Being a visual and verbal chronologue of my peculiar life, foremost my research interests—death and the anatomical body—and travels and people I've met in pursuit of same; my collecting interests—fossils, postmortem photographs, weird news, and new acquisitions to my “museum”; and (reluctantly) my health, having been diagnosed with MS in 1990. "Satisfying my morbid curiosity and yours..."
Saturday, March 6, 2010
Mexican jumping beans
Remember Mexican jumping beans? A novelty toy, but there was something vaguely creepy about them because you knew there had to be something alive in there making them move. Well, your childhood suspicions were correct. They are animated by the larvae of a moth.
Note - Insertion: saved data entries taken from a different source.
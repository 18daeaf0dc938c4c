use std::sync::Arc;
use std::sync::atomic::{AtomicU64, Ordering};

use tokio_util::sync::CancellationToken;

/// Monotonic generation clock.
///
/// Each request stamps itself with [`GenerationClock::next`]; a response is
/// current only while its stamp is still the latest one handed out for that
/// pipeline.
#[derive(Debug, Default, Clone)]
pub struct GenerationClock {
	next: Arc<AtomicU64>,
}

impl GenerationClock {
	/// Creates a new generation clock starting at generation 1.
	pub fn new() -> Self {
		Self::default()
	}

	/// Returns the next generation ID.
	pub fn next(&self) -> u64 {
		self.next.fetch_add(1, Ordering::AcqRel).wrapping_add(1)
	}

	/// Returns the most recently issued generation (0 if none).
	pub fn current(&self) -> u64 {
		self.next.load(Ordering::Acquire)
	}

	/// Returns true if `generation` is the latest issued one.
	pub fn is_current(&self, generation: u64) -> bool {
		self.current() == generation
	}
}

/// Generation-scoped cancellation token.
#[derive(Debug, Clone)]
pub(crate) struct GenerationToken {
	generation: u64,
	cancel: CancellationToken,
}

impl GenerationToken {
	/// Creates a new generation token.
	pub fn new(generation: u64, cancel: CancellationToken) -> Self {
		Self { generation, cancel }
	}

	/// Returns generation ID.
	pub const fn generation(&self) -> u64 {
		self.generation
	}

	/// Requests cancellation.
	pub fn cancel(&self) {
		self.cancel.cancel();
	}

	/// Future resolving when cancellation is requested.
	pub async fn cancelled(&self) {
		self.cancel.cancelled().await;
	}
}
use std::sync::Arc;
use std::time::Duration;

use parking_lot::Mutex;
use pretty_assertions::assert_eq;
use tokio::time::{sleep, timeout};

use super::*;
use crate::store::MemoryQueryStore;

const KEY: &str = "filter";

fn controller(store: &Arc<MemoryQueryStore>) -> FilterController<Arc<MemoryQueryStore>> {
	FilterController::new(Arc::clone(store), FilterOptions::default())
}

fn persisted(store: &MemoryQueryStore) -> Option<String> {
	store.get(KEY)
}

async fn wait_until<F>(name: &str, mut condition: F)
where
	F: FnMut() -> bool,
{
	timeout(Duration::from_secs(2), async move {
		loop {
			if condition() {
				return;
			}
			sleep(Duration::from_millis(10)).await;
		}
	})
	.await
	.unwrap_or_else(|_| panic!("timed out waiting for {name}"));
}

#[tokio::test(start_paused = true)]
async fn debounced_typing_writes_once_with_last_value() {
	let store = Arc::new(MemoryQueryStore::new());
	let filter = controller(&store);

	filter.debounce_update("a");
	sleep(Duration::from_millis(100)).await;
	filter.debounce_update("ab");
	sleep(Duration::from_millis(100)).await;
	filter.debounce_update("abc");
	assert_eq!(store.revision(), 0);

	sleep(DEFAULT_DEBOUNCE + Duration::from_millis(10)).await;
	assert_eq!(store.revision(), 1);
	assert_eq!(persisted(&store).as_deref(), Some("abc"));
}

#[tokio::test(start_paused = true)]
async fn debounce_window_is_500ms_by_default() {
	// Current policy, not a protocol requirement.
	let store = Arc::new(MemoryQueryStore::new());
	let filter = controller(&store);

	filter.debounce_update("owner:me");
	sleep(Duration::from_millis(499)).await;
	assert_eq!(persisted(&store), None);
	sleep(Duration::from_millis(2)).await;
	assert_eq!(persisted(&store).as_deref(), Some("owner:me"));
}

#[tokio::test]
async fn update_writes_immediately_and_notifies() {
	let store = Arc::new(MemoryQueryStore::new());
	let seen = Arc::new(Mutex::new(Vec::new()));
	let sink = Arc::clone(&seen);
	let filter = FilterController::new(
		Arc::clone(&store),
		FilterOptions::default().with_on_update(move |q| sink.lock().push(q.to_string())),
	);

	filter.update("status:running");
	assert_eq!(persisted(&store).as_deref(), Some("status:running"));
	assert_eq!(filter.buffer(), "status:running");

	filter.update(FilterValues::new().with("owner", "me").with("status", ""));
	assert_eq!(persisted(&store).as_deref(), Some("owner:me"));
	assert_eq!(*seen.lock(), vec!["status:running".to_string(), "owner:me".to_string()]);
}

#[tokio::test]
async fn values_are_parsed_from_query() {
	let store = Arc::new(MemoryQueryStore::with(KEY, "owner:me status:running"));
	let filter = controller(&store);

	let values = filter.values();
	assert_eq!(values.get("owner"), Some("me"));
	assert_eq!(values.get("status"), Some("running"));
	assert_eq!(filter.buffer(), "owner:me status:running");
}

#[tokio::test(start_paused = true)]
async fn focused_buffer_survives_external_change_until_blur() {
	let store = Arc::new(MemoryQueryStore::with(KEY, "owner:me"));
	let filter = controller(&store);

	filter.focus();
	filter.input("owner:me st");
	store.set(KEY, "status:stopped".to_string());

	assert!(!filter.reconcile());
	assert_eq!(filter.buffer(), "owner:me st");

	filter.cancel_debounce();
	filter.blur();
	assert_eq!(filter.buffer(), "status:stopped");
	assert_eq!(filter.buffer(), filter.query());

	sleep(DEFAULT_DEBOUNCE * 2).await;
	assert_eq!(persisted(&store).as_deref(), Some("status:stopped"));
}

#[tokio::test]
async fn unfocused_buffer_follows_external_change() {
	let store = Arc::new(MemoryQueryStore::with(KEY, "owner:me"));
	let filter = controller(&store);

	store.set(KEY, "template:docker".to_string());
	assert!(filter.reconcile());
	assert_eq!(filter.buffer(), "template:docker");
	assert!(!filter.reconcile());
}

#[tokio::test(start_paused = true)]
async fn pending_write_lands_after_blur_unless_cancelled() {
	let store = Arc::new(MemoryQueryStore::new());
	let filter = controller(&store);

	filter.focus();
	filter.input("owner:alice");
	filter.blur();
	// Nothing persisted yet, so blur resyncs to the empty query.
	assert_eq!(filter.buffer(), "");
	assert!(filter.has_pending_update());

	sleep(DEFAULT_DEBOUNCE + Duration::from_millis(1)).await;
	assert_eq!(persisted(&store).as_deref(), Some("owner:alice"));
	assert_eq!(filter.buffer(), "owner:alice");
}

#[tokio::test(start_paused = true)]
async fn flush_before_blur_keeps_typed_text() {
	let store = Arc::new(MemoryQueryStore::new());
	let filter = controller(&store);

	filter.focus();
	filter.input("owner:alice");
	assert!(filter.flush_debounce());
	filter.blur();

	assert_eq!(filter.buffer(), "owner:alice");
	assert_eq!(persisted(&store).as_deref(), Some("owner:alice"));
	assert!(!filter.has_pending_update());

	sleep(DEFAULT_DEBOUNCE * 2).await;
	assert_eq!(store.revision(), 1);
	assert!(!filter.flush_debounce());
}

#[tokio::test]
async fn fallback_applies_only_while_nothing_is_persisted() {
	let store = Arc::new(MemoryQueryStore::new());
	let filter = FilterController::new(Arc::clone(&store), FilterOptions::default().with_fallback_filter("owner:me"));

	assert_eq!(filter.query(), "owner:me");
	assert!(!filter.used());

	filter.set_fallback_filter(Some("owner:you".to_string()));
	assert_eq!(filter.query(), "owner:you");
	assert_eq!(filter.buffer(), "owner:you");

	filter.update("status:running");
	assert!(filter.used());

	filter.set_fallback_filter(Some("owner:me".to_string()));
	assert_eq!(filter.query(), "status:running");

	filter.clear();
	assert_eq!(filter.query(), "");
	assert!(!filter.used());
}

#[tokio::test]
async fn query_equal_to_fallback_is_not_used() {
	let store = Arc::new(MemoryQueryStore::with(KEY, "owner:me"));
	let filter = FilterController::new(Arc::clone(&store), FilterOptions::default().with_fallback_filter("owner:me"));
	assert!(!filter.used());
}

#[tokio::test]
async fn set_value_inserts_and_removes_keys() {
	let store = Arc::new(MemoryQueryStore::with(KEY, "owner:me status:running"));
	let filter = controller(&store);

	filter.set_value("template", Some("docker"));
	assert_eq!(filter.query(), "owner:me status:running template:docker");

	filter.set_value("status", None);
	assert_eq!(filter.query(), "owner:me template:docker");

	filter.set_value("owner", Some(""));
	assert_eq!(filter.query(), "template:docker");
}

#[tokio::test]
async fn presets_are_written_immediately() {
	let store = Arc::new(MemoryQueryStore::new());
	let filter = controller(&store);

	filter.apply_preset(&FilterPreset::new("Running", "status:running"));
	assert_eq!(persisted(&store).as_deref(), Some("status:running"));
	assert_eq!(store.revision(), 1);
}

#[tokio::test]
async fn custom_key_is_respected() {
	let store = Arc::new(MemoryQueryStore::new());
	let section = facet_config::FilterSection {
		key: "q".to_string(),
		..Default::default()
	};
	let filter = FilterController::new(Arc::clone(&store), FilterOptions::from_config(&section));

	filter.update("owner:me");
	assert_eq!(store.get("q").as_deref(), Some("owner:me"));
	assert_eq!(persisted(&store), None);
	assert_eq!(filter.key(), "q");
}

#[tokio::test]
async fn reconciler_follows_store_notifications() {
	let store = Arc::new(MemoryQueryStore::new());
	let filter = controller(&store);
	let handle = filter.spawn_reconciler(store.subscribe());

	store.set(KEY, "owner:bob".to_string());
	wait_until("buffer resync", || filter.buffer() == "owner:bob").await;

	filter.focus();
	store.set(KEY, "owner:carol".to_string());
	sleep(Duration::from_millis(20)).await;
	assert_eq!(filter.buffer(), "owner:bob");

	drop(filter);
	store.set(KEY, "owner:dave".to_string());
	timeout(Duration::from_secs(2), handle).await.unwrap().unwrap();
}
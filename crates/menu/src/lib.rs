//! Searchable filter menus.
//!
//! Each menu of a filter bar (owner, template, status, ...) is a
//! [`FilterMenuController`] over an [`OptionSource`]. The controller resolves
//! the currently selected value to a full option, searches as the user types,
//! and merges both into one list with the selection on top.
//!
//! ```ignore
//! let menu = FilterMenuController::new(
//! 	MenuOptions::new("status", StaticOptions::new(statuses))
//! 		.with_value(filter.values().get("status").unwrap_or_default())
//! 		.with_on_change(move |option| filter.set_value("status", option.map(MenuOption::value))),
//! );
//! ```

mod cache;
mod controller;
mod merge;
mod option;
mod source;
mod state;

pub use cache::OptionCache;
pub use controller::{ChangeCallback, FilterMenuController, FilterMenuState, MenuOptions};
pub use merge::merge_options;
pub use option::{BaseOption, MenuOption};
pub use source::{FnOptionSource, OptionSource, StaticOptions};
pub use state::AsyncState;
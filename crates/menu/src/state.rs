use std::sync::Arc;

use facet_worker::GenerationClock;

/// Status of one async pipeline.
#[derive(Debug, Clone, Default)]
pub enum AsyncState<T> {
	/// Never requested, or gated off before the first request.
	#[default]
	Idle,
	Loading,
	Success(T),
	Error(Arc<anyhow::Error>),
}

impl<T> AsyncState<T> {
	pub fn is_loading(&self) -> bool {
		matches!(self, Self::Loading)
	}

	pub fn is_success(&self) -> bool {
		matches!(self, Self::Success(_))
	}

	pub fn is_error(&self) -> bool {
		matches!(self, Self::Error(_))
	}

	pub fn data(&self) -> Option<&T> {
		match self {
			Self::Success(data) => Some(data),
			_ => None,
		}
	}

	pub fn error(&self) -> Option<&anyhow::Error> {
		match self {
			Self::Error(err) => Some(err),
			_ => None,
		}
	}
}

/// Bookkeeping for one keyed async request stream.
///
/// Every request takes a new generation; a response is applied only while its
/// generation is still the latest, so out-of-order responses never win.
#[derive(Debug)]
pub(crate) struct Pipeline<T> {
	clock: GenerationClock,
	pub(crate) state: AsyncState<T>,
	/// Last successful result, kept while a newer request is loading.
	pub(crate) data: Option<T>,
	/// Set once any request has completed, successfully or not.
	pub(crate) fetched: bool,
	/// The key changed while requests were gated off.
	pub(crate) stale: bool,
}

impl<T> Default for Pipeline<T> {
	fn default() -> Self {
		Self {
			clock: GenerationClock::new(),
			state: AsyncState::Idle,
			data: None,
			fetched: false,
			stale: true,
		}
	}
}

impl<T: Clone> Pipeline<T> {
	/// Starts a request and returns its generation.
	pub(crate) fn begin(&mut self) -> u64 {
		self.stale = false;
		self.state = AsyncState::Loading;
		self.clock.next()
	}

	/// Settles the pipeline without a request. In-flight responses become stale.
	pub(crate) fn settle(&mut self, data: T) {
		self.clock.next();
		self.stale = false;
		self.succeed(data);
	}

	/// Marks the key as changed while gated. In-flight responses become stale
	/// and the request is re-issued on enable.
	pub(crate) fn defer(&mut self) {
		self.clock.next();
		self.stale = true;
		if self.state.is_loading() {
			self.state = AsyncState::Idle;
		}
	}

	pub(crate) fn is_current(&self, generation: u64) -> bool {
		self.clock.is_current(generation)
	}

	pub(crate) fn succeed(&mut self, data: T) {
		self.state = AsyncState::Success(data.clone());
		self.data = Some(data);
		self.fetched = true;
	}

	pub(crate) fn fail(&mut self, err: anyhow::Error) {
		self.state = AsyncState::Error(Arc::new(err));
		self.fetched = true;
	}
}

#[cfg(test)]
mod tests {
	use super::*;

	#[test]
	fn superseded_generation_is_not_current() {
		let mut pipeline = Pipeline::<u32>::default();
		let first = pipeline.begin();
		let second = pipeline.begin();

		assert!(!pipeline.is_current(first));
		assert!(pipeline.is_current(second));
		assert!(pipeline.state.is_loading());
		assert!(!pipeline.fetched);
	}

	#[test]
	fn settle_invalidates_in_flight_request() {
		let mut pipeline = Pipeline::default();
		let generation = pipeline.begin();
		pipeline.settle(7);

		assert!(!pipeline.is_current(generation));
		assert_eq!(pipeline.state.data(), Some(&7));
		assert!(pipeline.fetched);
	}

	#[test]
	fn defer_drops_in_flight_request() {
		let mut pipeline = Pipeline::<u32>::default();
		let generation = pipeline.begin();
		pipeline.defer();

		assert!(!pipeline.is_current(generation));
		assert!(pipeline.stale);
		assert!(matches!(pipeline.state, AsyncState::Idle));
	}

	#[test]
	fn failure_counts_as_fetched_and_keeps_last_data() {
		let mut pipeline = Pipeline::default();
		pipeline.begin();
		pipeline.succeed(vec![1]);
		pipeline.begin();
		pipeline.fail(anyhow::anyhow!("backend unavailable"));

		assert!(pipeline.fetched);
		assert!(pipeline.state.is_error());
		assert_eq!(pipeline.data, Some(vec![1]));
		assert_eq!(pipeline.state.error().map(ToString::to_string).as_deref(), Some("backend unavailable"));
	}
}
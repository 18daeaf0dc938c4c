//! Filter controller.
//!
//! [`FilterController`] owns two views of the same filter:
//!
//! * the **persisted query**, stored in an injected [`QueryStore`] under a
//!   configurable key. This is the single source of truth.
//! * the **buffer**, the text the user is editing. It is updated optimistically
//!   on every keystroke and persisted through a [`Debouncer`].
//!
//! Discrete actions (presets, clear, menu selections) go through
//! [`FilterController::update`] and are written immediately.
//!
//! # Reconciliation
//!
//! The persisted query can change behind the controller's back (history
//! navigation, another component writing the store). [`FilterController::reconcile`]
//! copies it into the buffer only while the buffer is **not** focused, so text
//! the user is still typing is never clobbered. [`FilterController::blur`]
//! reconciles on the way out.

use std::sync::{Arc, Weak};
use std::time::Duration;

use facet_config::{DEFAULT_DEBOUNCE, FilterPreset, FilterSection};
use facet_query::{FilterValues, IntoQuery};
use facet_worker::{Debouncer, TaskClass};
use parking_lot::{Mutex, RwLock};
use tokio::sync::watch;
use tokio::task::JoinHandle;
use tracing::{debug, trace};

use crate::store::QueryStore;

/// Side effect run after every persisted write, with the written query.
pub type UpdateCallback = Arc<dyn Fn(&str) + Send + Sync>;

/// Construction options for [`FilterController`].
#[derive(Clone)]
pub struct FilterOptions {
	/// Store key the query is persisted under.
	pub key: String,
	/// Query reported while the store has no entry for `key`.
	pub fallback_filter: Option<String>,
	/// Quiet period for [`FilterController::debounce_update`].
	pub debounce: Duration,
	pub on_update: Option<UpdateCallback>,
}

impl Default for FilterOptions {
	fn default() -> Self {
		Self {
			key: facet_query::DEFAULT_FILTER_KEY.to_string(),
			fallback_filter: None,
			debounce: DEFAULT_DEBOUNCE,
			on_update: None,
		}
	}
}

impl std::fmt::Debug for FilterOptions {
	fn fmt(&self, f: &mut std::fmt::Formatter<'_>) -> std::fmt::Result {
		f.debug_struct("FilterOptions")
			.field("key", &self.key)
			.field("fallback_filter", &self.fallback_filter)
			.field("debounce", &self.debounce)
			.field("on_update", &self.on_update.is_some())
			.finish()
	}
}

impl FilterOptions {
	/// Builds options from the `[filter]` configuration section.
	pub fn from_config(section: &FilterSection) -> Self {
		Self {
			key: section.key.clone(),
			fallback_filter: section.fallback.clone(),
			debounce: section.debounce,
			on_update: None,
		}
	}

	pub fn with_fallback_filter(mut self, fallback: impl Into<String>) -> Self {
		self.fallback_filter = Some(fallback.into());
		self
	}

	pub fn with_on_update(mut self, f: impl Fn(&str) + Send + Sync + 'static) -> Self {
		self.on_update = Some(Arc::new(f));
		self
	}
}

#[derive(Debug)]
struct BufferState {
	text: String,
	focused: bool,
}

struct FilterInner<S> {
	store: S,
	key: String,
	fallback: RwLock<Option<String>>,
	on_update: Option<UpdateCallback>,
	buffer: Mutex<BufferState>,
}

impl<S: QueryStore> FilterInner<S> {
	fn query(&self) -> String {
		self.store
			.get(&self.key)
			.or_else(|| self.fallback.read().clone())
			.unwrap_or_default()
	}

	fn write(&self, query: String) {
		debug!(key = %self.key, query = %query, "filter.write");
		self.store.set(&self.key, query.clone());
		if let Some(on_update) = &self.on_update {
			on_update(&query);
		}
		self.reconcile();
	}

	fn reconcile(&self) -> bool {
		let query = self.query();
		let mut buffer = self.buffer.lock();
		if buffer.focused || buffer.text == query {
			return false;
		}
		trace!(key = %self.key, from = %buffer.text, to = %query, "filter.buffer.resync");
		buffer.text = query;
		true
	}
}

/// Debounced, focus-aware controller over a persisted filter query.
///
/// Cloning yields another handle to the same controller.
pub struct FilterController<S> {
	inner: Arc<FilterInner<S>>,
	debouncer: Debouncer<String>,
}

impl<S> Clone for FilterController<S> {
	fn clone(&self) -> Self {
		Self {
			inner: Arc::clone(&self.inner),
			debouncer: self.debouncer.clone(),
		}
	}
}

impl<S: QueryStore + 'static> FilterController<S> {
	/// Creates a controller over `store`; the buffer starts as the current query.
	pub fn new(store: S, options: FilterOptions) -> Self {
		let inner = Arc::new(FilterInner {
			store,
			key: options.key,
			fallback: RwLock::new(options.fallback_filter),
			on_update: options.on_update,
			buffer: Mutex::new(BufferState {
				text: String::new(),
				focused: false,
			}),
		});
		inner.reconcile();

		let weak: Weak<FilterInner<S>> = Arc::downgrade(&inner);
		let debouncer = Debouncer::new(options.debounce, move |query: String| {
			if let Some(inner) = weak.upgrade() {
				inner.write(query);
			}
		});

		Self { inner, debouncer }
	}

	/// Store key this controller persists under.
	pub fn key(&self) -> &str {
		&self.inner.key
	}

	/// The persisted query, or the fallback filter while nothing is persisted.
	pub fn query(&self) -> String {
		self.inner.query()
	}

	/// Parsed form of [`Self::query`].
	pub fn values(&self) -> FilterValues {
		facet_query::parse(&self.query())
	}

	/// True when a filter other than the fallback is active.
	pub fn used(&self) -> bool {
		let query = self.query();
		!query.is_empty() && self.inner.fallback.read().as_deref() != Some(query.as_str())
	}

	pub fn fallback_filter(&self) -> Option<String> {
		self.inner.fallback.read().clone()
	}

	/// Replaces the fallback filter. Only observable while the store holds no
	/// value for the key.
	pub fn set_fallback_filter(&self, fallback: Option<String>) {
		*self.inner.fallback.write() = fallback;
		self.inner.reconcile();
	}

	/// Persists `value` immediately and runs the update callback.
	pub fn update(&self, value: impl IntoQuery) {
		self.inner.write(value.into_query());
	}

	/// Persists `value` after the debounce window, replacing any pending write.
	pub fn debounce_update(&self, value: impl Into<String>) {
		self.debouncer.call(value.into());
	}

	/// Drops a pending debounced write.
	pub fn cancel_debounce(&self) {
		self.debouncer.cancel();
	}

	/// Persists a pending debounced write now. Returns false if none was
	/// waiting.
	///
	/// Views call this before [`Self::blur`] so the buffer does not briefly
	/// revert to the persisted query.
	pub fn flush_debounce(&self) -> bool {
		self.debouncer.flush()
	}

	/// True while a debounced write is waiting.
	pub fn has_pending_update(&self) -> bool {
		self.debouncer.is_pending()
	}

	/// Records typed text in the buffer and schedules it for persistence.
	pub fn input(&self, text: impl Into<String>) {
		let text = text.into();
		self.inner.buffer.lock().text = text.clone();
		self.debounce_update(text);
	}

	/// Current buffer text.
	pub fn buffer(&self) -> String {
		self.inner.buffer.lock().text.clone()
	}

	pub fn is_focused(&self) -> bool {
		self.inner.buffer.lock().focused
	}

	pub fn focus(&self) {
		self.inner.buffer.lock().focused = true;
	}

	/// Drops focus and resyncs the buffer if it disagrees with the store.
	pub fn blur(&self) {
		self.inner.buffer.lock().focused = false;
		self.inner.reconcile();
	}

	/// Copies the persisted query into the buffer unless the buffer is focused.
	///
	/// Returns true if the buffer changed.
	pub fn reconcile(&self) -> bool {
		self.inner.reconcile()
	}

	/// Clears the filter immediately.
	pub fn clear(&self) {
		self.update("");
	}

	/// Persists a preset's query immediately.
	pub fn apply_preset(&self, preset: &FilterPreset) {
		debug!(preset = %preset.name, "filter.preset");
		self.update(preset.query.as_str());
	}

	/// Sets or removes one key of the parsed values and persists immediately.
	///
	/// This is how menu selections are routed back into the query.
	pub fn set_value(&self, key: &str, value: Option<&str>) {
		let mut values = self.values();
		match value {
			Some(value) if !value.is_empty() => {
				values.insert(key, value);
			}
			_ => {
				values.remove(key);
			}
		}
		self.update(&values);
	}

	/// Reconciles on every notification from `changes` until the controller is
	/// dropped or the sender closes.
	pub fn spawn_reconciler(&self, mut changes: watch::Receiver<u64>) -> JoinHandle<()> {
		let weak = Arc::downgrade(&self.inner);
		facet_worker::spawn(TaskClass::Background, async move {
			while changes.changed().await.is_ok() {
				let Some(inner) = weak.upgrade() else {
					break;
				};
				inner.reconcile();
			}
		})
	}
}

#[cfg(test)]
mod tests;
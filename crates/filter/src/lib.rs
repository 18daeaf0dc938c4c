//! Filter query controller.
//!
//! Keeps a persisted filter query (see [`facet_query`] for the wire format) and
//! the text buffer a user edits in sync. Typed text is debounced before it is
//! persisted; discrete actions are persisted immediately; external changes
//! reach the buffer only while it is not focused.
//!
//! The store is an injected dependency ([`QueryStore`]) so the controller runs
//! the same against URL parameters, a test double, or [`MemoryQueryStore`].

mod controller;
mod store;

pub use controller::{FilterController, FilterOptions, UpdateCallback};
pub use facet_config::FilterPreset;
pub use facet_query::{FilterValues, IntoQuery};
pub use store::{MemoryQueryStore, QueryStore};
Here is a great BBC video that explains how the Laspeyresia saltitans moth lays its eggs on the immature flowers of the Sebastiano pavoniana shrub that grows in the Sonoran desert of North America, particularly around Alamos, Mexico, billed as the "jumping bean capital of the world." After a few weeks, the tiny worms make their way into the segments of seeds, which then harden around them. The trapped worms eat the developing seed as they grow, throwing themselves against its walls to escape the sun after the seeds fall to the desert floor. After a few months, the worms spin cocoons and metamorphose into moths, crawling out of a trap door and dying after only a few days. If you are fascinated rather than repulsed - or want your own kids to experience this rite of passage - you can order Mexican jumping beans retail or wholesale.